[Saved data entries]
════

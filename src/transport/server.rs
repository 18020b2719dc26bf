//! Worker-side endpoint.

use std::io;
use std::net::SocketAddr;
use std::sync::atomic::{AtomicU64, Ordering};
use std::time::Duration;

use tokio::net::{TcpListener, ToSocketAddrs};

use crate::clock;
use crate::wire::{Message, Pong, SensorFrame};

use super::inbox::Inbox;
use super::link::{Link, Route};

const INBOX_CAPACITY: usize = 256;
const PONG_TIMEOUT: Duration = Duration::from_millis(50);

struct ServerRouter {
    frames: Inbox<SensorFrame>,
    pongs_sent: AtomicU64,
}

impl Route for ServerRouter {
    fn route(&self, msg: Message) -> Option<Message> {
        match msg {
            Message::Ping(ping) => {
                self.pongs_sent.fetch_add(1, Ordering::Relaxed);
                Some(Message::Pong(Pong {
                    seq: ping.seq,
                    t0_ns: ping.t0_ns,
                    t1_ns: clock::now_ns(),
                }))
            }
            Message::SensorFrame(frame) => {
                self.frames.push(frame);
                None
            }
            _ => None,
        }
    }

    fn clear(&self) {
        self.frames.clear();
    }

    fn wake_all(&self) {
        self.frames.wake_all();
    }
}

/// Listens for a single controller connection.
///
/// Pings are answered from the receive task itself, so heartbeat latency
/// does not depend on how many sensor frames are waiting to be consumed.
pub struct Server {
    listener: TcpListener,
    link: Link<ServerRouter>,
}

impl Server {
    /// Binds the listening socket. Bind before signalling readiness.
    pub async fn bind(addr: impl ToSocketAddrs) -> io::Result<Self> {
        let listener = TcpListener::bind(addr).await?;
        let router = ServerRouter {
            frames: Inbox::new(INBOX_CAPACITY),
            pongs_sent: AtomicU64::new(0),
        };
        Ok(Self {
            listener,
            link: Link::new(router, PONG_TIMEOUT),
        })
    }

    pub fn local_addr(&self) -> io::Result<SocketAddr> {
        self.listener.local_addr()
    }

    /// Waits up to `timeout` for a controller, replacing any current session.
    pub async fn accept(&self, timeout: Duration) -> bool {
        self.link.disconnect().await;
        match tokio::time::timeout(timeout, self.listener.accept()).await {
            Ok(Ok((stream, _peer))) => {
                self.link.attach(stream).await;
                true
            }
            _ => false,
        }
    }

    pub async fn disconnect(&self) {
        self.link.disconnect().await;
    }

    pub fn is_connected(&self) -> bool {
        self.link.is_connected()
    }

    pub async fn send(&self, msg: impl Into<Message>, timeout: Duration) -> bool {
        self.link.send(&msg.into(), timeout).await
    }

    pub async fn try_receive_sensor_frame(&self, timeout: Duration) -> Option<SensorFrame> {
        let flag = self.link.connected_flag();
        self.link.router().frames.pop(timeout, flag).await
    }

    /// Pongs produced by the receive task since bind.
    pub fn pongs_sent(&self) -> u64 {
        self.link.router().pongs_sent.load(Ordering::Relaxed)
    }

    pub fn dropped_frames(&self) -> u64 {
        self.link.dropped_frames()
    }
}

════

Activity
From the entries above, return each line with the word "accept" in it.

Solution to the exercise
    pub async fn accept(&self, timeout: Duration) -> bool {
        match tokio::time::timeout(timeout, self.listener.accept()).await {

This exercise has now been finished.